Congress is negotiating trillions of dollars in budget cuts as a condition for authorizing a raise in the debt ceiling.  The deadline for the raise is August 2nd and, according to the Treasury Department, if the raise is not approved, the U.S. will not be able to pay off its debt obligations.

How does this affect the health care field?  A debt ceiling agreement needs to be reached by the deadline in order to avoid a suspension of funding for the millions of patients who rely on Medicare, Medicaid and other federal health care programs.  A government cash flow shortfall would become a critical and potentially fatal cash flow shortfall for physician practices and care centers, causing layoffs and limiting how many Medicare and Medicaid patients can be seen.  Under these circumstances, some practices may have to close their doors for good.

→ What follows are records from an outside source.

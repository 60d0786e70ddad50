//! Job context for dependency injection.
//!
//! Read-only collaborators shared by every handler, constructed once at
//! startup and passed by reference, never reached through globals.

use crate::ai::{Invoker, ProviderSpec, SkillPreflight};
use crate::config::{Config, ConfigError};
use crate::core::MarketCalendar;
use crate::notify::Notifier;
use std::sync::Arc;

pub struct JobContext {
    pub config: Arc<Config>,
    pub provider: ProviderSpec,
    pub invoker: Invoker,
    pub preflight: SkillPreflight,
    pub calendar: Arc<MarketCalendar>,
    pub notifier: Arc<dyn Notifier>,
}

impl JobContext {
    /// Resolve the provider and derive the rest from config. Unknown
    /// provider ids fail here, before any job is registered.
    pub fn new(config: Arc<Config>, notifier: Arc<dyn Notifier>) -> Result<Self, ConfigError> {
        let provider = ProviderSpec::resolve(&config.ai)?;
        let preflight = SkillPreflight::from_config(&config.ai.skills, provider.id());
        let invoker = Invoker::new(&config.paths.workdir);
        let calendar = Arc::new(MarketCalendar::from_config(&config.calendar));
        Ok(Self {
            config,
            provider,
            invoker,
            preflight,
            calendar,
            notifier,
        })
    }
}
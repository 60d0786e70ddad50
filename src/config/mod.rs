//! Configuration loading.
//!
//! A single TOML file drives the scheduler. String values may carry
//! `${ENV}` / `${ENV:default}` tokens so credentials stay out of the repo;
//! tokens are resolved against the process environment after parsing and
//! before deserialization.

use crate::signals::SuccessPolicy;
use chrono::{NaiveTime, Weekday};
use serde::Deserialize;
use std::collections::HashMap;
use std::path::{Path, PathBuf};
use thiserror::Error;

#[derive(Debug, Error)]
pub enum ConfigError {
    #[error("config file not found: {0}")]
    NotFound(PathBuf),
    #[error("failed to read config: {0}")]
    Io(#[from] std::io::Error),
    #[error("failed to parse config: {0}")]
    Parse(#[from] toml::de::Error),
    #[error("unknown ai provider: {0}")]
    UnknownProvider(String),
    #[error("custom provider requires a non-empty command template")]
    EmptyTemplate,
    #[error("invalid schedule value: {0}")]
    InvalidSchedule(String),
}

/// Deployment environment, used to pick the log format.
pub fn environment() -> String {
    std::env::var("SIGNALYST_ENV").unwrap_or_else(|_| "development".to_string())
}

#[derive(Debug, Clone, Deserialize, Default)]
#[serde(default)]
pub struct Config {
    pub paths: PathsConfig,
    pub schedule: ScheduleConfig,
    pub ai: AiConfig,
    pub trading: TradingConfig,
    pub risk: RiskConfig,
    pub signals: SignalsConfig,
    pub email: EmailConfig,
    pub calendar: CalendarConfig,
}

impl Config {
    pub fn load(path: &Path) -> Result<Self, ConfigError> {
        if !path.exists() {
            return Err(ConfigError::NotFound(path.to_path_buf()));
        }
        let raw = std::fs::read_to_string(path)?;
        Self::from_toml_str(&raw)
    }

    pub fn from_toml_str(raw: &str) -> Result<Self, ConfigError> {
        let mut value: toml::Value = toml::from_str(raw)?;
        resolve_value(&mut value);
        Ok(value.try_into()?)
    }
}

#[derive(Debug, Clone, Deserialize)]
#[serde(default)]
pub struct PathsConfig {
    /// Working directory the reasoning command runs in.
    pub workdir: PathBuf,
    pub outputs_dir: PathBuf,
    pub strategy_dir: PathBuf,
    pub intraday_dir: PathBuf,
    pub candidates_dir: PathBuf,
    pub lease_file: PathBuf,
    pub holdings_file: PathBuf,
}

impl Default for PathsConfig {
    fn default() -> Self {
        Self {
            workdir: PathBuf::from("."),
            outputs_dir: PathBuf::from("outputs"),
            strategy_dir: PathBuf::from("strategy"),
            intraday_dir: PathBuf::from("intraday"),
            candidates_dir: PathBuf::from("outputs/candidates"),
            lease_file: PathBuf::from("scheduler.lease"),
            holdings_file: PathBuf::from("outputs/current_holdings.json"),
        }
    }
}

#[derive(Debug, Clone, Deserialize)]
#[serde(default)]
pub struct ScheduleConfig {
    pub news_day: String,
    pub news_time: String,
    pub daily_time: String,
    pub monitor_start: String,
    pub monitor_end: String,
    pub monitor_interval_minutes: u32,
}

impl Default for ScheduleConfig {
    fn default() -> Self {
        Self {
            news_day: "sun".to_string(),
            news_time: "00:00".to_string(),
            daily_time: "08:00".to_string(),
            monitor_start: "09:00".to_string(),
            monitor_end: "13:30".to_string(),
            monitor_interval_minutes: 30,
        }
    }
}

/// Parse `HH:MM` into a local time of day.
pub fn parse_time(value: &str) -> Result<NaiveTime, ConfigError> {
    NaiveTime::parse_from_str(value.trim(), "%H:%M")
        .map_err(|_| ConfigError::InvalidSchedule(format!("bad time of day: {value}")))
}

pub fn parse_weekday(value: &str) -> Result<Weekday, ConfigError> {
    match value.trim().to_ascii_lowercase().as_str() {
        "mon" => Ok(Weekday::Mon),
        "tue" => Ok(Weekday::Tue),
        "wed" => Ok(Weekday::Wed),
        "thu" => Ok(Weekday::Thu),
        "fri" => Ok(Weekday::Fri),
        "sat" => Ok(Weekday::Sat),
        "sun" => Ok(Weekday::Sun),
        other => Err(ConfigError::InvalidSchedule(format!("bad weekday: {other}"))),
    }
}

pub const DEFAULT_ALLOWED_TOOLS: &str = "Bash,Read,Write,Glob,Grep,WebSearch,WebFetch";

#[derive(Debug, Clone, Deserialize)]
#[serde(default)]
pub struct AiConfig {
    /// Selected provider id. Resolved into a closed descriptor at load time;
    /// unknown ids are rejected before any job ever fires.
    pub provider: String,
    pub timeout_minutes: TimeoutConfig,
    pub retry: RetryConfig,
    pub claude: BuiltinProviderConfig,
    pub custom: CustomProviderConfig,
    pub skills: SkillsConfig,
}

impl Default for AiConfig {
    fn default() -> Self {
        Self {
            provider: "claude".to_string(),
            timeout_minutes: TimeoutConfig::default(),
            retry: RetryConfig::default(),
            claude: BuiltinProviderConfig::default(),
            custom: CustomProviderConfig::default(),
            skills: SkillsConfig::default(),
        }
    }
}

#[derive(Debug, Clone, Copy, Deserialize)]
#[serde(default)]
pub struct TimeoutConfig {
    pub news: u64,
    pub daily: u64,
    pub monitor: u64,
}

impl Default for TimeoutConfig {
    fn default() -> Self {
        Self {
            news: 10,
            daily: 15,
            monitor: 5,
        }
    }
}

#[derive(Debug, Clone, Copy, Deserialize)]
#[serde(default)]
pub struct RetryConfig {
    pub max_attempts: u32,
    pub backoff_seconds: u64,
}

impl Default for RetryConfig {
    fn default() -> Self {
        Self {
            max_attempts: 2,
            backoff_seconds: 3,
        }
    }
}

/// Prompt delivery mode for the external reasoning command.
#[derive(Debug, Clone, Copy, PartialEq, Eq, Deserialize)]
#[serde(rename_all = "lowercase")]
pub enum DeliveryMode {
    /// Prompt substituted into the command line.
    Argument,
    /// Prompt written to the child's stdin; argv carries fixed flags only.
    Piped,
}

#[derive(Debug, Clone, Deserialize)]
#[serde(default)]
pub struct BuiltinProviderConfig {
    pub command: String,
    pub prompt_flag: String,
    pub extra_args: Vec<String>,
    pub delivery: DeliveryMode,
}

impl Default for BuiltinProviderConfig {
    fn default() -> Self {
        Self {
            command: "claude".to_string(),
            prompt_flag: "-p".to_string(),
            extra_args: vec![
                "--allowedTools".to_string(),
                DEFAULT_ALLOWED_TOOLS.to_string(),
            ],
            delivery: DeliveryMode::Argument,
        }
    }
}

#[derive(Debug, Clone, Deserialize)]
#[serde(default)]
pub struct CustomProviderConfig {
    /// Command template; `{prompt}` marks where the prompt is substituted
    /// in argument mode.
    pub template: String,
    pub delivery: DeliveryMode,
    pub shell: bool,
}

impl Default for CustomProviderConfig {
    fn default() -> Self {
        Self {
            template: String::new(),
            delivery: DeliveryMode::Argument,
            shell: true,
        }
    }
}

#[derive(Debug, Clone, Copy, PartialEq, Eq, Deserialize)]
#[serde(rename_all = "lowercase")]
pub enum EnforcementMode {
    /// Missing capability aborts the job before invocation.
    Strict,
    /// Missing capability logs and proceeds with a degraded prompt.
    Warn,
}

#[derive(Debug, Clone, Deserialize)]
#[serde(default)]
pub struct SkillsConfig {
    pub enabled: bool,
    pub mode: EnforcementMode,
    /// Ordered search roots; first bundle match wins.
    pub search_roots: Vec<PathBuf>,
    /// Job kind -> required capability bundle name.
    pub job_map: HashMap<String, String>,
    /// Provider id -> home directory bundles are synced into.
    pub provider_home: HashMap<String, String>,
}

impl Default for SkillsConfig {
    fn default() -> Self {
        let mut job_map = HashMap::new();
        job_map.insert("news".to_string(), "news-stock-picker".to_string());
        job_map.insert("daily".to_string(), "tw-stock-analyzer".to_string());
        job_map.insert("monitor".to_string(), "single-stock-analyzer".to_string());

        let mut provider_home = HashMap::new();
        provider_home.insert("claude".to_string(), "~/.claude/skills".to_string());
        provider_home.insert("custom".to_string(), "~/.codex/skills".to_string());

        Self {
            enabled: true,
            mode: EnforcementMode::Strict,
            search_roots: vec![PathBuf::from("skills")],
            job_map,
            provider_home,
        }
    }
}

#[derive(Debug, Clone, Deserialize)]
#[serde(default)]
pub struct TradingConfig {
    pub risk_level: String,
    pub capital: f64,
    pub trading_period: String,
    pub holdings: Vec<String>,
    pub focus_sectors: Vec<String>,
    pub monitor_buy_ratio: f64,
    pub monitor_sell_ratio: f64,
}

impl Default for TradingConfig {
    fn default() -> Self {
        Self {
            risk_level: "moderate".to_string(),
            capital: 1_000_000.0,
            trading_period: "short".to_string(),
            holdings: Vec::new(),
            focus_sectors: Vec::new(),
            monitor_buy_ratio: 0.2,
            monitor_sell_ratio: 0.3,
        }
    }
}

#[derive(Debug, Clone, Copy, Deserialize)]
#[serde(default)]
pub struct RiskConfig {
    /// Share of capital one position may consume.
    pub max_position_pct: f64,
    /// Cap on accepted buy candidates per run.
    pub max_open_positions: usize,
    /// Existing-holdings cap per instrument, in shares.
    pub max_holding_quantity: u64,
    /// Shares per board lot, used for notional sizing.
    pub board_lot: u64,
}

impl Default for RiskConfig {
    fn default() -> Self {
        Self {
            max_position_pct: 0.2,
            max_open_positions: 5,
            max_holding_quantity: 5_000,
            board_lot: 1_000,
        }
    }
}

#[derive(Debug, Clone, Copy, Deserialize)]
#[serde(default)]
pub struct SignalsConfig {
    pub success_policy: SuccessPolicy,
    pub min_bullish_factors: usize,
    pub min_bearish_factors: usize,
}

impl Default for SignalsConfig {
    fn default() -> Self {
        Self {
            success_policy: SuccessPolicy::Any,
            min_bullish_factors: 3,
            min_bearish_factors: 3,
        }
    }
}

#[derive(Debug, Clone, Deserialize)]
#[serde(default)]
pub struct EmailConfig {
    pub smtp_host: String,
    pub smtp_port: u16,
    pub sender: String,
    pub password: String,
    pub recipient: String,
}

impl Default for EmailConfig {
    fn default() -> Self {
        Self {
            smtp_host: String::new(),
            smtp_port: 587,
            sender: String::new(),
            password: String::new(),
            recipient: String::new(),
        }
    }
}

impl EmailConfig {
    /// Whether enough fields are present to build a transport.
    pub fn is_configured(&self) -> bool {
        !self.smtp_host.is_empty() && !self.sender.is_empty() && !self.recipient.is_empty()
    }
}

#[derive(Debug, Clone, Deserialize, Default)]
#[serde(default)]
pub struct CalendarConfig {
    /// Exchange holidays as ISO dates, e.g. `"2026-02-17"`.
    pub holidays: Vec<String>,
}

fn resolve_value(value: &mut toml::Value) {
    match value {
        toml::Value::String(s) => *s = resolve_env_tokens(s),
        toml::Value::Array(items) => items.iter_mut().for_each(resolve_value),
        toml::Value::Table(table) => table.iter_mut().for_each(|(_, v)| resolve_value(v)),
        _ => {}
    }
}

fn is_env_name(name: &str) -> bool {
    let mut chars = name.chars();
    match chars.next() {
        Some(c) if c.is_ascii_alphabetic() || c == '_' => {}
        _ => return false,
    }
    chars.all(|c| c.is_ascii_alphanumeric() || c == '_')
}

/// Replace `${NAME}` / `${NAME:default}` tokens with environment values.
/// Malformed tokens are left as-is.
fn resolve_env_tokens(raw: &str) -> String {
    let mut out = String::with_capacity(raw.len());
    let mut rest = raw;
    while let Some(start) = rest.find("${") {
        out.push_str(&rest[..start]);
        let tail = &rest[start + 2..];
        let Some(end) = tail.find('}') else {
            out.push_str(&rest[start..]);
            return out;
        };
        let token = &tail[..end];
        let (name, default) = match token.split_once(':') {
            Some((n, d)) => (n, Some(d)),
            None => (token, None),
        };
        if is_env_name(name) {
            match std::env::var(name) {
                Ok(v) => out.push_str(&v),
                Err(_) => out.push_str(default.unwrap_or("")),
            }
        } else {
            out.push_str(&rest[start..start + 2 + end + 1]);
        }
        rest = &tail[end + 1..];
    }
    out.push_str(rest);
    out
}
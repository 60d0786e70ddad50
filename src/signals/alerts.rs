//! Intraday alert evaluation and position sizing.

use crate::models::{Direction, StructuredSignal, TradeAlert};
use crate::risk::HoldingsSnapshot;

#[derive(Debug, Clone, Copy)]
pub struct AlertThresholds {
    pub min_bullish_factors: usize,
    pub min_bearish_factors: usize,
}

#[derive(Debug, Clone, Copy)]
pub struct QuantityInputs {
    pub capital: f64,
    pub buy_ratio: f64,
    pub sell_ratio: f64,
}

/// Ratios may arrive as percentages (20 instead of 0.2); normalize and
/// clamp into 0..=1.
pub fn normalize_ratio(value: f64, default: f64) -> f64 {
    let mut ratio = if value.is_finite() { value } else { default };
    if ratio > 1.0 {
        ratio /= 100.0;
    }
    ratio.clamp(0.0, 1.0)
}

/// Decide whether a signal triggers a buy/sell alert: an explicit
/// direction always does; otherwise enough one-sided factors with a score
/// of matching sign.
pub fn evaluate_alert(signal: &StructuredSignal, thresholds: &AlertThresholds) -> Option<TradeAlert> {
    let bull = signal.bullish_factors.len();
    let bear = signal.bearish_factors.len();

    let (side, reason) = match signal.direction {
        Direction::Buy => (
            Direction::Buy,
            format!(
                "suggested buy (bullish {} / bearish {}, score {})",
                bull, bear, signal.score
            ),
        ),
        Direction::Sell => (
            Direction::Sell,
            format!(
                "suggested sell (bullish {} / bearish {}, score {})",
                bull, bear, signal.score
            ),
        ),
        _ if bull >= thresholds.min_bullish_factors && signal.score > 0.0 => (
            Direction::Buy,
            format!(
                "{} bullish factors (>= {}), score {}: {}",
                bull,
                thresholds.min_bullish_factors,
                signal.score,
                head_of(&signal.bullish_factors)
            ),
        ),
        _ if bear >= thresholds.min_bearish_factors && signal.score < 0.0 => (
            Direction::Sell,
            format!(
                "{} bearish factors (>= {}), score {}: {}",
                bear,
                thresholds.min_bearish_factors,
                signal.score,
                head_of(&signal.bearish_factors)
            ),
        ),
        _ => return None,
    };

    Some(TradeAlert {
        instrument_id: signal.instrument_id.clone(),
        display_name: signal.display_name.clone(),
        side,
        price: signal.closing_price,
        reason,
        suggested_quantity: 0,
        quantity_note: String::new(),
    })
}

/// Fill in the suggested share quantity: buys from a capital ratio at the
/// current price, sells from the holdings snapshot and sell ratio.
pub fn attach_quantity(
    mut alert: TradeAlert,
    inputs: &QuantityInputs,
    holdings: &HoldingsSnapshot,
) -> TradeAlert {
    match alert.side {
        Direction::Buy => {
            let quantity = buy_quantity(inputs.capital, inputs.buy_ratio, alert.price);
            alert.quantity_note = if quantity > 0 {
                format!(
                    "capital {:.0} x buy ratio {:.0}% / price {:.2}",
                    inputs.capital,
                    inputs.buy_ratio * 100.0,
                    alert.price
                )
            } else {
                "insufficient capital or no usable price, suggesting 0 shares".to_string()
            };
            alert.suggested_quantity = quantity;
        }
        Direction::Sell => {
            let held = holdings.quantity(&alert.instrument_id);
            let quantity = sell_quantity(held, inputs.sell_ratio);
            alert.quantity_note = if held > 0 {
                format!(
                    "holding {} shares x sell ratio {:.0}%",
                    held,
                    inputs.sell_ratio * 100.0
                )
            } else {
                "no holdings on record, suggesting 0 shares".to_string()
            };
            alert.suggested_quantity = quantity;
        }
        _ => {
            alert.quantity_note = "unsupported signal side".to_string();
        }
    }
    alert
}

fn buy_quantity(capital: f64, buy_ratio: f64, price: f64) -> u64 {
    if capital <= 0.0 || buy_ratio <= 0.0 || price <= 0.0 {
        return 0;
    }
    let budget = capital * buy_ratio;
    if budget < price {
        return 0;
    }
    (budget / price) as u64
}

fn sell_quantity(held: u64, sell_ratio: f64) -> u64 {
    if held == 0 || sell_ratio <= 0.0 {
        return 0;
    }
    let suggested = (held as f64 * sell_ratio) as u64;
    suggested.clamp(1, held)
}

fn head_of(factors: &[String]) -> String {
    factors
        .iter()
        .take(3)
        .cloned()
        .collect::<Vec<_>>()
        .join(", ")
}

Earlier this month, the American Nurses Association (ANA) sent a letter to lawmakers in the House and Senate, asking them to oppose the budget proposals that would lead to drastic cuts in these federal programs.

In particular, cuts to Medicaid would increase the number of uninsured and would threaten the viability of nursing homes, hospitals and other necessary providers.  Other consequences of cutting Medicaid include crowded emergency departments, delaying the diagnosis of life-threatening diseases and an increase in spending on otherwise preventable health complications.

Lawmakers need to rise above partisan politics and realize that the decisions they make about health care programs can have serious consequences.  Hopefully, before August 2nd, lawmakers will move to protect these vital programs and the vulnerable elderly, disabled and poor Americans they serve.